We of course are in the liturgical season of Lent right now, but the pastor is indeed right. Resurrection is all around us...
- when a homeless dad and his son get a painting gig, and then another, giving them hope that they can make it until summer...
- when a business that once was struggling to survive finds a new niche in this economy and gives new life to a community...
- when four male robins simultaneously land on the tree outside my window during a depressing March day, causing me to break out with a smile...
- when a church openly takes steps to embrace the GLBTQ persons in their community, declaring the doors to be wide open to all...
- when a politician votes to ban the impoverishing interest rates charged by the state's "check-to-cash" businesses...
- when a couple chooses to resolve their differences by seeing a counselor for the first time instead of letting the wounds fester...
- when a new youth group starts in a so-called "dying" church, or an existing one begins a new caring ministry in the congregation...
- when a person of faith becomes re-energized for ministry in her local church after eight years of inactivity...
- when a young college student finds affirmation and grace and open minds for the first time from the people he meets in a campus ministry.
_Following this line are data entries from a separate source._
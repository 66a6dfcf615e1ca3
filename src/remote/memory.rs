// src/remote/memory.rs
//
// Banco remoto dentro do próprio processo: uma árvore JSON com ouvintes.
// Serve para rodar uma loja isolada (sem REMOTE_STORE_URL) e para simular
// várias lojas compartilhando o mesmo banco nos testes.

use std::sync::{Arc, Mutex};

use async_trait::async_trait;
use serde_json::{Map, Value};
use tokio::sync::mpsc;

use crate::{
    common::error::AppError,
    remote::{segmentos, RemoteEvent, RemoteStore, Subscription},
};

struct Ouvinte {
    id: u64,
    caminho: Vec<String>,
    tx: mpsc::UnboundedSender<RemoteEvent>,
}

#[derive(Default)]
struct Estado {
    raiz: Value,
    ouvintes: Vec<Ouvinte>,
    proximo_id: u64,
}

#[derive(Clone, Default)]
pub struct MemoryStore {
    estado: Arc<Mutex<Estado>>,
}

impl MemoryStore {
    pub fn new() -> Self {
        Self::default()
    }

    /// Quantas escutas estão registradas agora.
    pub fn ouvintes(&self) -> usize {
        self.estado.lock().map(|e| e.ouvintes.len()).unwrap_or(0)
    }

    fn travar(&self) -> Result<std::sync::MutexGuard<'_, Estado>, AppError> {
        self.estado
            .lock()
            .map_err(|_| AppError::RemoteStore("banco em memória envenenado".into()))
    }
}

fn ler<'a>(raiz: &'a Value, caminho: &[String]) -> Option<&'a Value> {
    caminho.iter().try_fold(raiz, |no, seg| no.get(seg))
}

fn gravar(raiz: &mut Value, caminho: &[String], valor: Value) {
    let Some((ultimo, pais)) = caminho.split_last() else {
        *raiz = valor;
        return;
    };

    let mut no = raiz;
    for seg in pais {
        if !no.is_object() {
            *no = Value::Object(Map::new());
        }
        // is_object garantido logo acima
        let Some(mapa) = no.as_object_mut() else { return };
        no = mapa.entry(seg.clone()).or_insert(Value::Null);
    }
    if !no.is_object() {
        *no = Value::Object(Map::new());
    }
    if let Some(mapa) = no.as_object_mut() {
        mapa.insert(ultimo.clone(), valor);
    }
}

fn apagar(raiz: &mut Value, caminho: &[String]) {
    let Some((primeiro, resto)) = caminho.split_first() else {
        *raiz = Value::Null;
        return;
    };
    let Some(mapa) = raiz.as_object_mut() else { return };

    if resto.is_empty() {
        mapa.remove(primeiro);
    } else if let Some(filho) = mapa.get_mut(primeiro) {
        apagar(filho, resto);
        // Nós vazios deixam de existir, como no banco de verdade.
        let vazio = match filho {
            Value::Object(m) => m.is_empty(),
            Value::Null => true,
            _ => false,
        };
        if vazio {
            mapa.remove(primeiro);
        }
    }
}

fn comeca_com(caminho: &[String], prefixo: &[String]) -> bool {
    caminho.len() >= prefixo.len() && caminho[..prefixo.len()] == *prefixo
}

impl Estado {
    fn escrever(&mut self, caminho: &[String], valor: Value) {
        if valor.is_null() {
            apagar(&mut self.raiz, caminho);
        } else {
            gravar(&mut self.raiz, caminho, valor.clone());
        }

        let raiz = &self.raiz;
        self.ouvintes.retain(|ouvinte| {
            let evento = if comeca_com(caminho, &ouvinte.caminho) {
                // Escrita no nó escutado ou abaixo dele
                RemoteEvent::Put {
                    path: caminho[ouvinte.caminho.len()..].join("/"),
                    value: valor.clone(),
                }
            } else if comeca_com(&ouvinte.caminho, caminho) {
                // Escrita acima: o nó escutado foi substituído por inteiro
                RemoteEvent::Put {
                    path: String::new(),
                    value: ler(raiz, &ouvinte.caminho).cloned().unwrap_or(Value::Null),
                }
            } else {
                return true;
            };
            ouvinte.tx.send(evento).is_ok()
        });
    }
}

#[async_trait]
impl RemoteStore for MemoryStore {
    async fn get(&self, path: &str) -> Result<Value, AppError> {
        let estado = self.travar()?;
        Ok(ler(&estado.raiz, &segmentos(path)).cloned().unwrap_or(Value::Null))
    }

    async fn set(&self, path: &str, value: Value) -> Result<(), AppError> {
        self.travar()?.escrever(&segmentos(path), value);
        Ok(())
    }

    async fn remove(&self, path: &str) -> Result<(), AppError> {
        self.travar()?.escrever(&segmentos(path), Value::Null);
        Ok(())
    }

    async fn listen(&self, path: &str) -> Result<Subscription, AppError> {
        let caminho = segmentos(path);
        let (tx, rx) = mpsc::unbounded_channel();

        let id = {
            let mut estado = self.travar()?;
            let id = estado.proximo_id;
            estado.proximo_id += 1;

            // Fotografia inicial e registro sob a mesma trava: nada se perde no meio.
            if let Some(atual) = ler(&estado.raiz, &caminho).filter(|v| !v.is_null()) {
                let _ = tx.send(RemoteEvent::Put { path: String::new(), value: atual.clone() });
            }
            estado.ouvintes.push(Ouvinte { id, caminho, tx });
            id
        };

        let estado = Arc::downgrade(&self.estado);
        Ok(Subscription::new(rx, move || {
            if let Some(estado) = estado.upgrade() {
                if let Ok(mut estado) = estado.lock() {
                    estado.ouvintes.retain(|o| o.id != id);
                }
            }
        }))
    }
}

#[cfg(test)]
mod tests {
    use super::*;
    use serde_json::json;

    #[tokio::test]
    async fn set_get_remove_prunes_empty_parents() {
        let store = MemoryStore::new();
        store.set("ns/stockRequests/B/r1", json!({"searchTerm": "gaze"})).await.unwrap();
        assert_eq!(store.get("ns/stockRequests/B/r1/searchTerm").await.unwrap(), "gaze");

        store.remove("ns/stockRequests/B/r1").await.unwrap();
        assert_eq!(store.get("ns/stockRequests/B").await.unwrap(), Value::Null);
        assert_eq!(store.get("ns").await.unwrap(), Value::Null);
    }

    #[tokio::test]
    async fn listen_delivers_snapshot_then_changes() {
        let store = MemoryStore::new();
        store.set("inbox/B/r1", json!({"n": 1})).await.unwrap();

        let mut sub = store.listen("inbox/B").await.unwrap();
        assert_eq!(
            sub.next().await,
            Some(RemoteEvent::Put { path: "".into(), value: json!({"r1": {"n": 1}}) })
        );

        store.set("inbox/B/r2", json!({"n": 2})).await.unwrap();
        store.remove("inbox/B/r1").await.unwrap();
        store.set("inbox/C/r9", json!({"n": 9})).await.unwrap();

        assert_eq!(
            sub.next().await,
            Some(RemoteEvent::Put { path: "r2".into(), value: json!({"n": 2}) })
        );
        assert_eq!(
            sub.next().await,
            Some(RemoteEvent::Put { path: "r1".into(), value: Value::Null })
        );
        assert!(sub.rx.try_recv().is_err());
    }

    #[tokio::test]
    async fn writes_above_the_listened_node_replace_it() {
        let store = MemoryStore::new();
        let mut sub = store.listen("a/b").await.unwrap();
        store.set("a", json!({"b": {"x": 1}})).await.unwrap();
        assert_eq!(
            sub.next().await,
            Some(RemoteEvent::Put { path: "".into(), value: json!({"x": 1}) })
        );
    }

    #[tokio::test]
    async fn dropping_the_subscription_unregisters_it() {
        let store = MemoryStore::new();
        let sub = store.listen("a").await.unwrap();
        let outra = store.listen("b").await.unwrap();
        assert_eq!(store.ouvintes(), 2);

        drop(sub);
        assert_eq!(store.ouvintes(), 1);
        drop(outra);
        assert_eq!(store.ouvintes(), 0);
    }
}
As we grow closer to Easter, many inside and outside the church will say or think that resurrection is about the resuscitation of a corpse. But as Robin Meyers and many others have reminded us, "...the conviction of the followers of Jesus that he was still with them was itself the resurrection" (76). It is incumbent upon us, today's followers of Jesus, to remind the world that resurrection is about the many mysteries of our human existence, the hope we have for the redemption of the world, the continuation of an old faith rather than the start of a new one. Like the many butterflies which filled my grandmother's apartment, the sign and proof of resurrection is the many people who live as Easter people each and every day.